Closed godruoyi closed 2 weeks ago

godruoyi commented 2 weeks ago

Description

fix #17

but it still not work with string or something else like below:

func TestGetLengthWithString(t *testing.T) {
    cache := NewTTLCache[string, string](1024)

    for i := 0; i < 1024; i++ {
        s := fmt.Sprintf("hello-%d", i)
        cache.Set(s, s, time.Hour)
    }

    if got, want := cache.Len(), 1024; got != want {
        t.Fatalf("bad cache length, got %v, want %v", got, want)
    }
}

//     ttl_cache_test.go:427: bad cache length, got 827, want 1024

@phuslu any suggestion on this? thanks.

godruoyi commented 2 weeks ago

the CI failed, that proves that my PR didn't get to the root cause and I still don't know why it happened.

phuslu commented 2 weeks ago

Thanks! But I'm still thinking about alternatives -- Adding an extra field hit is a performance hit (cpu cache friendless) current implementation.

godruoyi commented 2 weeks ago

Yeah, it's not a good solution and doesn't fix the problem, so I'll look for another way.

godruoyi commented 2 weeks ago

hi @phuslu I think we still need to add a field for ttlnode/lrunode to identify when the node value was set, otherwise it's hard for us to deal with zero value. The problem now is that the zero values cause the cache length to be incorrectly, as in the example below.

func TestZeroValueCacheLength(t *testing.T) {
    cache := NewTTLCache[int, int](128, WithShards[int, int](1))

    cache.Set(0, 0, time.Hour)
    cache.Set(1, 1, time.Hour)

    if got, want := cache.Len(), 2; got != want {
        t.Fatalf("curent cache length %v should be %v", got, want)
    }
}

//     ttl_cache_test.go:83: curent cache length 1 should be 2

The reason for this problem is that we delete the zero value when setting a new value, see the code below:

if key != node.key {
    s.tableDelete(uint32(s.tableHasher(noescape(unsafe.Pointer(&node.key)), s.tableSeed)), node.key)
}

// 1. set 0  -> ok
// 2. set 1   -> delete 0
// then the cache length will be 1

So my suggestion is to add a field like hit for both ttlnode/lrunode, we can set it to uint32 or uint64 type, which can better utilize the cpu cache, what do you think?

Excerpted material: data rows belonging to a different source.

use padstate::backends::mock::{MockLibraries, MockXInput};
use padstate::config::{Config, XInputConfig};
use padstate::xinput::ffi::RawKeystroke;
use padstate::xinput::{
    BatteryDeviceType, BatteryLevel, Controller, GamepadButton, GamepadButtons, Keystroke,
    KeystrokeFlags, Revision, Slot, XInput,
};
use padstate::{Device, DeviceRegistry, InputError};
use std::sync::Arc;
use std::time::Duration;

fn bind(pads: &MockXInput, installed: &[Revision], config: &XInputConfig) -> Arc<XInput> {
    let probe = MockLibraries::new(pads, installed.iter().copied());
    Arc::new(XInput::resolve(&probe, config).unwrap())
}

fn ms(v: u64) -> Duration {
    Duration::from_millis(v)
}

#[test]
fn registry_tracks_controllers_by_slot() {
    let pads = MockXInput::new();
    let api = bind(&pads, &[Revision::V1_4], &XInputConfig::default());
    pads.connect(Slot::One);
    pads.connect(Slot::Three);

    let mut reg: DeviceRegistry<Controller, _> = DeviceRegistry::new(api);
    reg.discover().unwrap();
    let ids: Vec<_> = reg.all().iter().map(|c| c.id().to_string()).collect();
    assert_eq!(ids, ["xinput:0", "xinput:2"]);

    pads.set_buttons(Slot::Three, GamepadButtons::B);
    reg.update(ms(16)).unwrap();
    assert!(reg.get("xinput:2").unwrap().just_pressed(GamepadButton::B));

    pads.disconnect(Slot::One);
    reg.update(ms(32)).unwrap();
    assert_eq!(reg.len(), 1);
    assert_eq!(reg.default_device().unwrap().unwrap().slot(), Slot::Three);
}

#[test]
fn failing_slot_does_not_stop_the_others() {
    let pads = MockXInput::new();
    let api = bind(&pads, &[Revision::V1_4], &XInputConfig::default());
    pads.connect(Slot::One);
    pads.connect(Slot::Two);

    let mut reg: DeviceRegistry<Controller, _> = DeviceRegistry::new(api);
    reg.discover().unwrap();

    pads.fail_next(Slot::One, 87);
    pads.set_buttons(Slot::Two, GamepadButtons::X);
    let err = reg.update(ms(16)).unwrap_err();

    assert!(matches!(err, InputError::Native { code: 87, .. }));
    assert!(reg.get("xinput:1").unwrap().is_pressed(GamepadButton::X));
}

#[test]
fn configured_effect_drives_the_motors() {
    let config = Config::from_toml_str(
        r#"
        [xinput]
        max_revision = "1.4"

        [effects.fade]
        keyframes = [
            { time = 0,   left = 1.0, right = 0.0 },
            { time = 120, left = 0.0, right = 1.0 },
        ]
        "#,
    )
    .unwrap();

    let pads = MockXInput::new();
    let api = bind(&pads, &Revision::NEWEST_FIRST, &config.xinput);
    assert_eq!(api.revision(), Revision::V1_4);

    pads.connect(Slot::Two);
    let mut pad = Controller::new(api, Slot::Two);
    pad.update(ms(0)).unwrap();

    let fade = config.effect("fade").unwrap().clone();
    pad.play(Arc::new(fade));
    pad.update(ms(500)).unwrap();
    pad.update(ms(560)).unwrap();
    pad.update(ms(560)).unwrap();
    pad.update(ms(700)).unwrap();

    assert!(!pad.is_playing());
    assert_eq!(
        pads.vibrations(Slot::Two),
        vec![(65535, 0), (32768, 32768), (0, 0)]
    );
}

#[test]
fn unplugging_stops_the_effect() {
    let pads = MockXInput::new();
    let api = bind(&pads, &[Revision::V1_4], &XInputConfig::default());
    pads.connect(Slot::One);

    let mut pad = Controller::new(api, Slot::One);
    pad.update(ms(0)).unwrap();
    pad.play(Arc::new(padstate::VibrationSequence::looping()));
    assert!(pad.is_playing());

    pads.disconnect(Slot::One);
    pad.update(ms(16)).unwrap();
    assert!(!pad.is_playing());
    assert!(pad.vibration().is_zero());
}

#[test]
fn legacy_revision_answers_headset_queries() {
    let pads = MockXInput::new();
    let api = bind(&pads, &[Revision::V1_3], &XInputConfig::default());
    let mut pad = Controller::new(Arc::clone(&api), Slot::One);

    assert!(matches!(
        pad.audio_device_ids(),
        Err(InputError::NotConnected { slot: 0 })
    ));

    pads.connect(Slot::One);
    pad.update(ms(0)).unwrap();
    let ids = pad.audio_device_ids().unwrap();
    assert_eq!(ids.render, None);
    assert_eq!(ids.capture, None);

    let battery = pad.battery_information(BatteryDeviceType::Gamepad).unwrap();
    assert_eq!(battery.level, BatteryLevel::Full);
}

#[test]
fn keystrokes_are_read_in_order_then_none() {
    let pads = MockXInput::new();
    let api = bind(&pads, &[Revision::V1_4], &XInputConfig::default());
    pads.connect(Slot::One);
    let pad = Controller::new(api, Slot::One);

    // VK_PAD_A down, then auto-repeat.
    pads.push_keystroke(
        Slot::One,
        RawKeystroke {
            virtual_key: 0x5800,
            flags: 0x0001,
            ..RawKeystroke::default()
        },
    );
    pads.push_keystroke(
        Slot::One,
        RawKeystroke {
            virtual_key: 0x5800,
            flags: 0x0001 | 0x0004,
            ..RawKeystroke::default()
        },
    );

    assert_eq!(
        pad.keystroke().unwrap(),
        Some(Keystroke {
            virtual_key: 0x5800,
            flags: KeystrokeFlags::KEY_DOWN,
            ..Keystroke::default()
        })
    );
    let repeat = pad.keystroke().unwrap().unwrap();
    assert!(repeat.is_set(KeystrokeFlags::KEY_DOWN | KeystrokeFlags::REPEAT));
    assert!(!repeat.is_set(KeystrokeFlags::KEY_UP));
    assert_eq!(repeat.slot(), Some(Slot::One));

    assert!(pad.keystroke().unwrap().is_none());
}

#[test]
fn replugged_controller_is_found_again() {
    let pads = MockXInput::new();
    let api = bind(&pads, &[Revision::V1_4], &XInputConfig::default());
    pads.connect(Slot::Two);

    let mut reg: DeviceRegistry<Controller, _> = DeviceRegistry::new(api);
    reg.discover().unwrap();
    assert_eq!(reg.len(), 1);

    pads.disconnect(Slot::Two);
    reg.update(ms(16)).unwrap();
    assert!(reg.is_empty());
    assert!(reg.default_device().unwrap().is_none());

    pads.connect(Slot::Two);
    pads.set_buttons(Slot::Two, GamepadButtons::START);
    let pad = reg.default_device().unwrap().expect("found after replug");
    assert_eq!(pad.slot(), Slot::Two);
    assert!(pad.just_pressed(GamepadButton::Start));
}

#[test]
fn registry_config_limits_controllers() {
    let config = Config::from_toml_str("[registry]\nmax_controllers = 1").unwrap();
    let pads = MockXInput::new();
    let api = bind(&pads, &[Revision::V1_4], &config.xinput);
    pads.connect(Slot::One);
    pads.connect(Slot::Two);

    let mut reg: DeviceRegistry<Controller, _> = DeviceRegistry::from_config(api, &config);
    reg.discover().unwrap();

    assert_eq!(reg.len(), 1);
    assert_eq!(reg.all()[0].slot(), Slot::One);
}

#[test]
fn rediscovery_silences_motors_of_dropped_sessions() {
    let pads = MockXInput::new();
    let api = bind(&pads, &[Revision::V1_4], &XInputConfig::default());
    pads.connect(Slot::One);

    let mut reg: DeviceRegistry<Controller, _> = DeviceRegistry::new(api);
    reg.discover().unwrap();
    reg.all_mut()[0].set_vibration(1.0, 1.0).unwrap();

    reg.discover().unwrap();
    assert_eq!(pads.vibrations(Slot::One), vec![(65535, 65535), (0, 0)]);

    reg.all_mut()[0].set_vibration(0.0, 1.0).unwrap();
    assert!(reg.notify_disconnected("xinput:0"));
    assert_eq!(
        pads.vibrations(Slot::One),
        vec![(65535, 65535), (0, 0), (0, 65535), (0, 0)]
    );
}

type ttlnode[K comparable, V any] struct {
    key     K
    expires uint32
    next    uint32
    prev    uint32
    ttl     uint32
    hit     uint32
    value   V
}
godruoyi commented 1 week ago

hey @phuslu any suggestion pls, thank you.

phuslu commented 1 week ago

Sorry reply late, because this is a dilemma in my view, so I’m not too keen on fixing it.

If we prioritize performance, I’m afraid we’ll have to tolerate it—in other words, avoid using "zero-value" as the key. If we prioritize correctness, we could attempt a fix without adding extra space, such as reusing the highest bit of ttl as a hit boolean.

I’m afraid there will still be a performance impact no matter how I address this issue.

godruoyi commented 1 week ago

Thanks for your reply, how are about to using *Key? so that we don't need to add anything.